Chilean defenders Yanara Aedo and Fernanda Pinilla criticized CONMEBOL's decision not to utilize VAR technology throughout the group stage of the tournament, with Aedo saying:
"It’s disrespectful that we don’t have VAR. For us, as players, it’s shameful to watch the [differences between] the Euros and the Copa América...In our last match [a 3-0 win over Peru], a legitimate goal was disallowed. It’s good that the game was broadcast so people could see the two penalties we weren’t given. I’m not saying Argentina didn’t deserve to win but VAR would have changed the game for them and us, for every player. The organisers should get their act together because we’re as much footballers as the men are."
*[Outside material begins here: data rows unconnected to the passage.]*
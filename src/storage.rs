use crate::config::IfExists;
use crate::error::{EtlError, Result};
use crate::table::{Cell, Table};
use rusqlite::types::{Value, ValueRef};
use rusqlite::{params, params_from_iter, Connection};
use std::path::Path;
use tracing::{debug, info, instrument};

/// SQLite file holding the cleaned output table.
pub struct SqliteStore {
    conn: Connection,
}

impl SqliteStore {
    /// Open (creating if needed) the database at exactly `db_path`.
    pub fn open<P: AsRef<Path>>(db_path: P) -> Result<Self> {
        let db_path = db_path.as_ref();
        if let Some(parent) = db_path.parent() {
            if !parent.as_os_str().is_empty() {
                std::fs::create_dir_all(parent)?;
            }
        }
        let conn = Connection::open(db_path)?;
        debug!("Opened SQLite store at {}", db_path.display());
        Ok(Self { conn })
    }

    pub fn table_exists(&self, table_name: &str) -> Result<bool> {
        let mut stmt = self
            .conn
            .prepare("SELECT 1 FROM sqlite_master WHERE type = 'table' AND name = ?1")?;
        let mut rows = stmt.query(params![table_name])?;
        Ok(rows.next()?.is_some())
    }

    /// Write `table` under `table_name`, creating it from the table's column kinds.
    ///
    /// All rows go in through one transaction; the table is created (or
    /// dropped and recreated for [`IfExists::Replace`]) inside it.
    #[instrument(skip(self, table), fields(rows = table.len(), columns = table.columns().len()))]
    pub fn write_table(&mut self, table: &Table, table_name: &str, if_exists: IfExists) -> Result<usize> {
        let exists = self.table_exists(table_name)?;
        if exists && if_exists == IfExists::Fail {
            return Err(EtlError::TableExists(table_name.to_string()));
        }

        let quoted_table = quote_ident(table_name);
        let tx = self.conn.transaction()?;

        if exists && if_exists == IfExists::Replace {
            tx.execute_batch(&format!("DROP TABLE {quoted_table};"))?;
        }
        if !exists || if_exists == IfExists::Replace {
            let column_defs: Vec<String> = table
                .columns()
                .iter()
                .zip(table.column_kinds())
                .map(|(name, kind)| format!("{} {}", quote_ident(name), kind.sql_type()))
                .collect();
            tx.execute_batch(&format!(
                "CREATE TABLE {quoted_table} ({});",
                column_defs.join(", ")
            ))?;
        }

        let column_list: Vec<String> = table.columns().iter().map(|c| quote_ident(c)).collect();
        let placeholders: Vec<String> = (1..=table.columns().len()).map(|i| format!("?{i}")).collect();
        let insert_sql = format!(
            "INSERT INTO {quoted_table} ({}) VALUES ({})",
            column_list.join(", "),
            placeholders.join(", ")
        );

        let mut written = 0usize;
        {
            let mut stmt = tx.prepare(&insert_sql)?;
            for row in table.rows() {
                written += stmt.execute(params_from_iter(row.iter().map(to_sql_value)))?;
            }
        }
        tx.commit()?;

        info!(table = table_name, rows = written, "Wrote table");
        Ok(written)
    }

    pub fn row_count(&self, table_name: &str) -> Result<usize> {
        let count: i64 = self.conn.query_row(
            &format!("SELECT COUNT(*) FROM {}", quote_ident(table_name)),
            [],
            |row| row.get(0),
        )?;
        Ok(count as usize)
    }

    /// Read a stored table back in rowid order.
    pub fn read_table(&self, table_name: &str) -> Result<Table> {
        let mut stmt = self
            .conn
            .prepare(&format!("SELECT * FROM {}", quote_ident(table_name)))?;
        let columns: Vec<String> = stmt.column_names().iter().map(|c| c.to_string()).collect();
        let width = columns.len();

        let mut table = Table::new(columns);
        let mut rows = stmt.query([])?;
        while let Some(row) = rows.next()? {
            let mut cells = Vec::with_capacity(width);
            for idx in 0..width {
                cells.push(from_sql_value(row.get_ref(idx)?));
            }
            table.push_row(cells);
        }
        Ok(table)
    }
}

/// Double-quote an identifier, doubling any embedded quotes.
pub fn quote_ident(name: &str) -> String {
    format!("\"{}\"", name.replace('"', "\"\""))
}

fn to_sql_value(cell: &Cell) -> Value {
    match cell {
        Cell::Null => Value::Null,
        Cell::Integer(v) => Value::Integer(*v),
        Cell::Real(v) => Value::Real(*v),
        Cell::Text(v) => Value::Text(v.clone()),
    }
}

fn from_sql_value(value: ValueRef<'_>) -> Cell {
    match value {
        ValueRef::Null => Cell::Null,
        ValueRef::Integer(v) => Cell::Integer(v),
        ValueRef::Real(v) => Cell::Real(v),
        ValueRef::Text(bytes) | ValueRef::Blob(bytes) => {
            Cell::Text(String::from_utf8_lossy(bytes).into_owned())
        }
    }
}

#[cfg(test)]
mod tests {
    use super::*;
    use tempfile::tempdir;

    fn cleaned() -> Table {
        let mut table = Table::new(vec![
            "id".to_string(),
            "message".to_string(),
            "original".to_string(),
            "related".to_string(),
        ]);
        table.push_row(vec![
            Cell::Integer(2),
            Cell::Text("Weather update".into()),
            Cell::Null,
            Cell::Integer(1),
        ]);
        table.push_row(vec![
            Cell::Integer(7),
            Cell::Text("Is the \"Hurricane\" over?".into()),
            Cell::Text("Cyclone nan fini".into()),
            Cell::Integer(0),
        ]);
        table
    }

    #[test]
    fn test_write_then_read_back() {
        let dir = tempdir().unwrap();
        let mut store = SqliteStore::open(dir.path().join("out.db")).unwrap();

        let table = cleaned();
        let written = store.write_table(&table, "messages_cleaned", IfExists::Fail).unwrap();
        assert_eq!(written, 2);

        let back = store.read_table("messages_cleaned").unwrap();
        assert_eq!(back, table);
        assert_eq!(store.row_count("messages_cleaned").unwrap(), 2);
    }

    #[test]
    fn test_if_exists_policies() {
        let dir = tempdir().unwrap();
        let mut store = SqliteStore::open(dir.path().join("out.db")).unwrap();
        let table = cleaned();

        store.write_table(&table, "t", IfExists::Replace).unwrap();
        assert!(matches!(
            store.write_table(&table, "t", IfExists::Fail),
            Err(EtlError::TableExists(_))
        ));

        store.write_table(&table, "t", IfExists::Append).unwrap();
        assert_eq!(store.row_count("t").unwrap(), 4);

        store.write_table(&table, "t", IfExists::Replace).unwrap();
        assert_eq!(store.row_count("t").unwrap(), 2);
    }

    #[test]
    fn test_open_creates_parent_directories() {
        let dir = tempdir().unwrap();
        let path = dir.path().join("nested").join("data").join("Disaster.db");
        let mut store = SqliteStore::open(&path).unwrap();
        store.write_table(&cleaned(), "messages_cleaned", IfExists::Replace).unwrap();
        assert!(path.exists());
    }

    #[test]
    fn test_quote_ident() {
        assert_eq!(quote_ident("aid_related"), "\"aid_related\"");
        assert_eq!(quote_ident("we\"ird"), "\"we\"\"ird\"");
    }
}
//! Expansion of the packed `categories` column into integer indicator columns.

use crate::config::IndicatorPolicy;
use crate::constants::{CATEGORIES_COLUMN, CATEGORY_VALUE_SUFFIX_LEN};
use crate::error::{EtlError, Result};
use crate::table::{Cell, Table};
use tracing::{debug, info, instrument};

/// Options for [`clean_data`].
#[derive(Debug, Clone, Copy)]
pub struct CleanOptions {
    pub separator: char,
    pub indicators: IndicatorPolicy,
}

pub fn split_categories(packed: &str, separator: char) -> Vec<&str> {
    if packed.is_empty() {
        return Vec::new();
    }
    packed.split(separator).collect()
}

/// Column names from the first row's segments: each segment minus its `-N` suffix.
pub fn category_names(segments: &[&str]) -> Result<Vec<String>> {
    if segments.is_empty() {
        return Err(EtlError::EmptyCategories);
    }
    segments
        .iter()
        .map(|segment| {
            let keep = segment.chars().count().saturating_sub(CATEGORY_VALUE_SUFFIX_LEN);
            let name: String = segment.chars().take(keep).collect();
            if name.is_empty() {
                Err(EtlError::InvalidCategoryName {
                    segment: segment.to_string(),
                })
            } else {
                Ok(name)
            }
        })
        .collect()
}

/// Raw value of a segment: its last character as a digit.
pub fn raw_indicator(segment: &str) -> Option<u32> {
    segment.chars().last().and_then(|c| c.to_digit(10))
}

/// Integer indicator for one segment under the given policy.
pub fn indicator_value(segment: &str, policy: IndicatorPolicy, row: usize) -> Result<i64> {
    let invalid = || EtlError::InvalidIndicator {
        segment: segment.to_string(),
        row,
    };
    let digit = raw_indicator(segment).ok_or_else(invalid)?;
    match policy {
        IndicatorPolicy::PassThrough => Ok(i64::from(digit)),
        IndicatorPolicy::Binarize => Ok(i64::from(digit != 0)),
        IndicatorPolicy::Strict if digit <= 1 => Ok(i64::from(digit)),
        IndicatorPolicy::Strict => Err(invalid()),
    }
}

/// Replace the packed categories column with one integer column per category,
/// then drop exact-duplicate rows.
///
/// The category schema comes from the first row; every other row must carry
/// the same number of segments. Category columns are appended after the
/// remaining input columns in the order they appear in the packed string.
#[instrument(skip(table), fields(rows = table.len()))]
pub fn clean_data(table: Table, options: CleanOptions) -> Result<Table> {
    let cat_idx = table.require_column(CATEGORIES_COLUMN, "joined table")?;
    let first = table.rows().first().ok_or(EtlError::EmptyTable)?;

    let names = category_names(&split_categories(packed_text(&first[cat_idx]), options.separator))?;
    debug!("Derived {} category columns", names.len());

    let mut columns: Vec<String> = table
        .columns()
        .iter()
        .enumerate()
        .filter(|(idx, _)| *idx != cat_idx)
        .map(|(_, name)| name.clone())
        .collect();
    for name in &names {
        if columns.contains(name) {
            return Err(EtlError::DuplicateColumn(name.clone()));
        }
        columns.push(name.clone());
    }

    let mut expanded = Table::new(columns);
    for (row_idx, row) in table.rows().iter().enumerate() {
        let segments = split_categories(packed_text(&row[cat_idx]), options.separator);
        if segments.len() != names.len() {
            return Err(EtlError::CategoryArity {
                row: row_idx,
                expected: names.len(),
                found: segments.len(),
            });
        }

        let mut out: Vec<Cell> = row
            .iter()
            .enumerate()
            .filter(|(idx, _)| *idx != cat_idx)
            .map(|(_, cell)| cell.clone())
            .collect();
        for segment in segments {
            out.push(Cell::Integer(indicator_value(segment, options.indicators, row_idx)?));
        }
        expanded.push_row(out);
    }

    let before = expanded.len();
    let cleaned = expanded.drop_duplicates();
    info!(
        categories = names.len(),
        duplicates = before - cleaned.len(),
        rows = cleaned.len(),
        "Expanded categories and removed duplicates"
    );
    Ok(cleaned)
}

// A null cell behaves like an empty packed string.
fn packed_text(cell: &Cell) -> &str {
    cell.as_text().unwrap_or("")
}
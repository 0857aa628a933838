use thiserror::Error;

#[derive(Error, Debug)]
pub enum EtlError {
    #[error("I/O error: {0}")]
    Io(#[from] std::io::Error),

    #[error("CSV parsing failed: {0}")]
    Csv(#[from] csv::Error),

    #[error("SQLite error: {0}")]
    Sqlite(#[from] rusqlite::Error),

    #[error("TOML deserialization failed: {0}")]
    Toml(#[from] toml::de::Error),

    #[error("JSON serialization failed: {0}")]
    Json(#[from] serde_json::Error),

    #[error("Log file setup failed: {0}")]
    LogInit(#[from] tracing_appender::rolling::InitError),

    #[error("Configuration error: {0}")]
    Config(String),

    #[error("Missing required column '{column}' in {source_name}")]
    MissingColumn { column: String, source_name: String },

    #[error("Cannot derive categories from an empty table")]
    EmptyTable,

    #[error("First row has an empty categories string")]
    EmptyCategories,

    #[error("Row {row} has {found} category segments, expected {expected}")]
    CategoryArity {
        row: usize,
        expected: usize,
        found: usize,
    },

    #[error("Category segment '{segment}' does not yield a column name")]
    InvalidCategoryName { segment: String },

    #[error("Invalid indicator in segment '{segment}' (row {row})")]
    InvalidIndicator { segment: String, row: usize },

    #[error("Column '{0}' would appear twice in the cleaned table")]
    DuplicateColumn(String),

    #[error("Table '{0}' already exists")]
    TableExists(String),
}

pub type Result<T> = std::result::Result<T, EtlError>;
use crate::error::{EtlError, Result};
use std::collections::HashSet;
use std::hash::{Hash, Hasher};

/// A single typed value in a [`Table`].
#[derive(Debug, Clone)]
pub enum Cell {
    Null,
    Integer(i64),
    Real(f64),
    Text(String),
}

impl Cell {
    pub fn as_text(&self) -> Option<&str> {
        match self {
            Cell::Text(s) => Some(s),
            _ => None,
        }
    }

    pub fn is_null(&self) -> bool {
        matches!(self, Cell::Null)
    }
}

// Reals compare by bit pattern so that rows containing them can be hashed for dedup.
impl PartialEq for Cell {
    fn eq(&self, other: &Self) -> bool {
        match (self, other) {
            (Cell::Null, Cell::Null) => true,
            (Cell::Integer(a), Cell::Integer(b)) => a == b,
            (Cell::Real(a), Cell::Real(b)) => a.to_bits() == b.to_bits(),
            (Cell::Text(a), Cell::Text(b)) => a == b,
            _ => false,
        }
    }
}

impl Eq for Cell {}

impl Hash for Cell {
    fn hash<H: Hasher>(&self, state: &mut H) {
        std::mem::discriminant(self).hash(state);
        match self {
            Cell::Null => {}
            Cell::Integer(v) => v.hash(state),
            Cell::Real(v) => v.to_bits().hash(state),
            Cell::Text(v) => v.hash(state),
        }
    }
}

/// Storage class of a column, used when creating the SQLite table.
#[derive(Debug, Clone, Copy, PartialEq, Eq)]
pub enum ColumnKind {
    Integer,
    Real,
    Text,
}

impl ColumnKind {
    pub fn sql_type(self) -> &'static str {
        match self {
            ColumnKind::Integer => "INTEGER",
            ColumnKind::Real => "REAL",
            ColumnKind::Text => "TEXT",
        }
    }
}

/// In-memory rows with a named header. Every row has exactly `columns.len()` cells.
#[derive(Debug, Clone, Default, PartialEq)]
pub struct Table {
    columns: Vec<String>,
    rows: Vec<Vec<Cell>>,
}

impl Table {
    pub fn new(columns: Vec<String>) -> Self {
        Self {
            columns,
            rows: Vec::new(),
        }
    }

    /// Build a table from raw text fields, inferring one type per column.
    ///
    /// Empty fields become [`Cell::Null`]. A column is integer when every
    /// non-empty field parses as `i64`, real when every one parses as `f64`,
    /// and text otherwise.
    pub fn from_text_rows(columns: Vec<String>, raw: Vec<Vec<String>>) -> Self {
        let kinds: Vec<ColumnKind> = (0..columns.len())
            .map(|idx| infer_kind(raw.iter().map(|r| r[idx].as_str())))
            .collect();

        let rows = raw
            .into_iter()
            .map(|fields| {
                fields
                    .into_iter()
                    .zip(&kinds)
                    .map(|(field, kind)| typed_cell(field, *kind))
                    .collect()
            })
            .collect();

        Self { columns, rows }
    }

    pub fn columns(&self) -> &[String] {
        &self.columns
    }

    pub fn rows(&self) -> &[Vec<Cell>] {
        &self.rows
    }

    pub fn len(&self) -> usize {
        self.rows.len()
    }

    pub fn is_empty(&self) -> bool {
        self.rows.is_empty()
    }

    pub fn column_index(&self, name: &str) -> Option<usize> {
        self.columns.iter().position(|c| c == name)
    }

    /// Like [`Table::column_index`] but reports which table lacked the column.
    pub fn require_column(&self, name: &str, source_name: &str) -> Result<usize> {
        self.column_index(name).ok_or_else(|| EtlError::MissingColumn {
            column: name.to_string(),
            source_name: source_name.to_string(),
        })
    }

    pub fn push_row(&mut self, row: Vec<Cell>) {
        debug_assert_eq!(row.len(), self.columns.len());
        self.rows.push(row);
    }

    /// Storage class per column: the widest kind seen among non-null cells.
    /// All-null columns are reported as text.
    pub fn column_kinds(&self) -> Vec<ColumnKind> {
        (0..self.columns.len())
            .map(|idx| {
                let mut kind: Option<ColumnKind> = None;
                for row in &self.rows {
                    let cell_kind = match &row[idx] {
                        Cell::Null => continue,
                        Cell::Integer(_) => ColumnKind::Integer,
                        Cell::Real(_) => ColumnKind::Real,
                        Cell::Text(_) => ColumnKind::Text,
                    };
                    kind = Some(match (kind, cell_kind) {
                        (None, k) => k,
                        (Some(ColumnKind::Text), _) | (_, ColumnKind::Text) => ColumnKind::Text,
                        (Some(ColumnKind::Real), _) | (_, ColumnKind::Real) => ColumnKind::Real,
                        _ => ColumnKind::Integer,
                    });
                }
                kind.unwrap_or(ColumnKind::Text)
            })
            .collect()
    }

    /// Remove exact-duplicate rows, keeping the first occurrence of each.
    pub fn drop_duplicates(self) -> Self {
        let mut seen: HashSet<Vec<Cell>> = HashSet::with_capacity(self.rows.len());
        let rows = self
            .rows
            .into_iter()
            .filter(|row| seen.insert(row.clone()))
            .collect();
        Self {
            columns: self.columns,
            rows,
        }
    }
}

fn infer_kind<'a>(fields: impl Iterator<Item = &'a str>) -> ColumnKind {
    let mut all_int = true;
    let mut all_real = true;
    for field in fields.filter(|f| !f.is_empty()) {
        if all_int && field.parse::<i64>().is_err() {
            all_int = false;
        }
        if field.parse::<f64>().is_err() {
            all_real = false;
            break;
        }
    }
    if all_int {
        ColumnKind::Integer
    } else if all_real {
        ColumnKind::Real
    } else {
        ColumnKind::Text
    }
}

fn typed_cell(field: String, kind: ColumnKind) -> Cell {
    if field.is_empty() {
        return Cell::Null;
    }
    match kind {
        ColumnKind::Integer => field.parse().map(Cell::Integer).unwrap_or(Cell::Text(field)),
        ColumnKind::Real => field.parse().map(Cell::Real).unwrap_or(Cell::Text(field)),
        ColumnKind::Text => Cell::Text(field),
    }
}

#[cfg(test)]
mod tests {
    use super::*;

    fn strings(values: &[&str]) -> Vec<String> {
        values.iter().map(|s| s.to_string()).collect()
    }

    #[test]
    fn test_infers_column_types() {
        let table = Table::from_text_rows(
            strings(&["id", "score", "message"]),
            vec![
                strings(&["1", "0.5", "hello"]),
                strings(&["2", "3", ""]),
            ],
        );

        assert_eq!(table.rows()[0][0], Cell::Integer(1));
        assert_eq!(table.rows()[1][1], Cell::Real(3.0));
        assert_eq!(table.rows()[1][2], Cell::Null);
        assert_eq!(
            table.column_kinds(),
            vec![ColumnKind::Integer, ColumnKind::Real, ColumnKind::Text]
        );
    }

    #[test]
    fn test_drop_duplicates_keeps_first_occurrence_order() {
        let mut table = Table::new(strings(&["id", "genre"]));
        table.push_row(vec![Cell::Integer(2), Cell::Text("news".into())]);
        table.push_row(vec![Cell::Integer(1), Cell::Text("direct".into())]);
        table.push_row(vec![Cell::Integer(2), Cell::Text("news".into())]);
        table.push_row(vec![Cell::Integer(2), Cell::Text("social".into())]);

        let deduped = table.drop_duplicates();
        assert_eq!(deduped.len(), 3);
        assert_eq!(deduped.rows()[0][0], Cell::Integer(2));
        assert_eq!(deduped.rows()[2][1], Cell::Text("social".into()));

        let again = deduped.clone().drop_duplicates();
        assert_eq!(again, deduped);
    }

    #[test]
    fn test_all_null_column_is_text() {
        let table = Table::from_text_rows(strings(&["original"]), vec![strings(&[""])]);
        assert_eq!(table.column_kinds(), vec![ColumnKind::Text]);
    }
}
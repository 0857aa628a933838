use crate::error::Result;
use std::fs;
use std::path::Path;
use tracing_appender::non_blocking::WorkerGuard;
use tracing_appender::rolling::{RollingFileAppender, Rotation};
use tracing_subscriber::{fmt, prelude::*, EnvFilter};

/// Initializes console logging, plus daily-rotated JSON file logs when `log_dir` is set.
///
/// Console output goes to stderr so stdout stays free for the run summary.
/// The returned guard flushes the file writer when dropped; keep it alive
/// until the program exits.
pub fn init_logging(log_dir: Option<&Path>) -> Result<Option<WorkerGuard>> {
    // Respect RUST_LOG if set; otherwise info for our crate
    let env_filter = EnvFilter::try_from_default_env()
        .unwrap_or_else(|_| EnvFilter::new("disaster_etl=info,process_data=info,warn"));

    let console_layer = fmt::layer().with_target(false).with_writer(std::io::stderr);

    let (file_layer, guard) = match log_dir {
        Some(dir) => {
            let file_appender = daily_appender(dir)?;
            let (non_blocking_writer, guard) = tracing_appender::non_blocking(file_appender);
            (
                Some(fmt::layer().json().with_writer(non_blocking_writer)),
                Some(guard),
            )
        }
        None => (None, None),
    };

    // An embedding program may already have installed a subscriber
    let _ = tracing_subscriber::registry()
        .with(env_filter)
        .with(file_layer)
        .with(console_layer)
        .try_init();

    Ok(guard)
}

fn daily_appender(dir: &Path) -> Result<RollingFileAppender> {
    fs::create_dir_all(dir)?;
    let appender = RollingFileAppender::builder()
        .rotation(Rotation::DAILY)
        .filename_prefix("process_data.log")
        .build(dir)?;
    Ok(appender)
}
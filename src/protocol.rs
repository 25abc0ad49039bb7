use crate::canvas::PixelSource;
use crate::{PrinterError, Result};

/// Largest write the printer handles reliably.
pub const PACKET_SIZE_BYTES: usize = 128;

/// `ESC @` (initialize) followed by `GS v 0` with mode 0 (normal raster).
pub const HEADER_PREFIX: [u8; 6] = [0x1B, 0x40, 0x1D, 0x76, 0x30, 0x00];

/// `ESC d 0`: ends the print session.
pub const END_DATA: [u8; 3] = [0x1B, 0x64, 0x00];

/// Pixels with alpha below this never print.
pub const ALPHA_THRESHOLD: u8 = 128;

/// Builds the 10-byte header that starts a print session.
///
/// - `width`: bytes per raster row (pixel width / 8)
/// - `bytes`: second raster parameter; the printer reads it as the line count
///
/// Both values are written little-endian.
pub fn build_header(width: u16, bytes: u16) -> [u8; 10] {
    let [width_lo, width_hi] = width.to_le_bytes();
    let [bytes_lo, bytes_hi] = bytes.to_le_bytes();
    let mut out = [0u8; 10];
    out[..6].copy_from_slice(&HEADER_PREFIX);
    out[6] = width_lo;
    out[7] = width_hi;
    out[8] = bytes_lo;
    out[9] = bytes_hi;
    out
}

/// Classification of a single pixel.
#[derive(Debug, Clone, Copy, PartialEq, Eq)]
pub enum Dot {
    /// Burn this dot.
    Black,
    /// Leave blank.
    White,
}

impl Dot {
    /// Bit value in the packed raster.
    pub fn bit(self) -> u8 {
        match self {
            Dot::Black => 1,
            Dot::White => 0,
        }
    }
}

/// Decides whether an RGBA pixel prints.
///
/// Mostly transparent pixels are white. Opaque pixels print only when pure
/// black; any color at all is white.
pub fn quantize(rgba: [u8; 4]) -> Dot {
    let [red, green, blue, alpha] = rgba;
    if alpha < ALPHA_THRESHOLD {
        return Dot::White;
    }
    if u16::from(red) + u16::from(green) + u16::from(blue) > 0 {
        Dot::White
    } else {
        Dot::Black
    }
}

/// Checks that `source` can be framed and returns `(bytes_per_row, height)`.
pub fn validate_dimensions<S: PixelSource + ?Sized>(source: &S) -> Result<(u16, u16)> {
    let (width, height) = (source.width(), source.height());
    if width == 0 || height == 0 {
        return Err(PrinterError::EmptyImage);
    }
    if width % 8 != 0 {
        return Err(PrinterError::WidthNotByteAligned(width));
    }
    let too_large = || PrinterError::DimensionTooLarge { width, height };
    let bytes_per_row = u16::try_from(width / 8).map_err(|_| too_large())?;
    let lines = u16::try_from(height).map_err(|_| too_large())?;
    Ok((bytes_per_row, lines))
}

/// Packs a pixel source into the printer's 1bpp raster.
///
/// - rows top to bottom
/// - 8 pixels per byte, leftmost pixel in bit 7
/// - black dots are 1, white dots are 0
///
/// The result is exactly `width / 8 * height` bytes.
pub fn pack_bitmap<S: PixelSource + ?Sized>(source: &S) -> Result<Vec<u8>> {
    let (bytes_per_row, lines) = validate_dimensions(source)?;
    Ok(pack_rows(source, bytes_per_row, lines))
}

/// Packs already validated dimensions.
fn pack_rows<S: PixelSource + ?Sized>(source: &S, bytes_per_row: u16, lines: u16) -> Vec<u8> {
    let mut out = Vec::with_capacity(bytes_per_row as usize * lines as usize);
    for y in 0..u32::from(lines) {
        for group in 0..u32::from(bytes_per_row) {
            let x = group * 8;
            let mut byte = 0u8;
            for bit in 0..8 {
                byte |= quantize(source.pixel(x + bit, y)).bit() << (7 - bit);
            }
            out.push(byte);
        }
    }
    out
}

/// Splits data into chunks of given size.
///
/// - `data`: input bytes
/// - `chunk_size`: size of each chunk
///
/// Returns Vec of byte slices
pub fn chunk_data(data: &[u8], chunk_size: usize) -> Vec<&[u8]> {
    if chunk_size == 0 {
        return vec![data];
    }
    data.chunks(chunk_size).collect()
}

/// A fully encoded print session: header, packed body, trailer.
#[derive(Debug, Clone, PartialEq, Eq)]
pub struct PrintFrame {
    header: [u8; 10],
    body: Vec<u8>,
    packet_size: usize,
}

impl PrintFrame {
    /// Encodes `source`, splitting the body into packets of `packet_size` bytes.
    pub fn encode<S: PixelSource + ?Sized>(source: &S, packet_size: usize) -> Result<Self> {
        if packet_size == 0 {
            return Err(PrinterError::InvalidOptions(
                "packet size must be > 0".into(),
            ));
        }
        let (bytes_per_row, lines) = validate_dimensions(source)?;
        Ok(Self {
            header: build_header(bytes_per_row, lines),
            body: pack_rows(source, bytes_per_row, lines),
            packet_size,
        })
    }

    pub fn header(&self) -> &[u8; 10] {
        &self.header
    }

    pub fn body(&self) -> &[u8] {
        &self.body
    }

    pub fn trailer(&self) -> &[u8; 3] {
        &END_DATA
    }

    pub fn packet_size(&self) -> usize {
        self.packet_size
    }

    /// Body packets in send order.
    pub fn body_chunks(&self) -> Vec<&[u8]> {
        chunk_data(&self.body, self.packet_size)
    }

    /// Every write of the session in order: header, body packets, trailer.
    pub fn packets(&self) -> impl Iterator<Item = &[u8]> + '_ {
        std::iter::once(&self.header[..])
            .chain(self.body_chunks())
            .chain(std::iter::once(&END_DATA[..]))
    }
}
===Accusations of Inadequate Pre-match Warm-up Conditions===
Following Brazil, hosts of the 2027 FIFA Women's World Cup, and Bolivia's group stage match at Estadio Gonzalo Pozo Ripalda, multiple Brazilian squad members, including veteran star Marta, and manager Arthur Elias publicly condemned CONMEBOL's decision to prohibit warm-ups on the match pitch. Starting striker Kerolin took to social media to voice her frustrations; she said, in reference to the concurrent UEFA Women's Euro 2025:
"While in Europe they break technology records, we're warming up in a MAXIMUM 20m room with the smell of paint. WEIRD!"

Midfielder Ary Borges directly challenged the president of CONMEBOL, Alejandro Domínguez, on the teams' warm-up conditions and other equity concerns—including the selection of tournament venue and the choice by CONMEBOL not to utilize VAR in the tournament's group stage; after the Bolivia match, she told commentator and former Brazilian international, Francielle Alberto:
"...it’s very difficult, because last year we had a men’s Copa América at good times, in good stadiums and we see...this disregard for women’s football and it’s a shame."

She added to Brazilian news outlet, Globo Esporte:
"Ask [Domínguez] if he could warm up in a 5 to 10 meter space that smells of paint. I think we had the example of the Men’s Copa América, with a huge structure. Why is the women’s tournament having this kind of thing?"

CONMEBOL later reversed the decision, saying in a statement to Reuters:
"From now on, in addition to goalkeepers who already had a 15-minute warm-up period on the field, outfield players will also be allowed to warm up on the pitch for the same duration... This decision was made after a detailed assessment of the condition of the playing surfaces at the competition’s stadiums to date, and after taking into account feedback from some participating teams."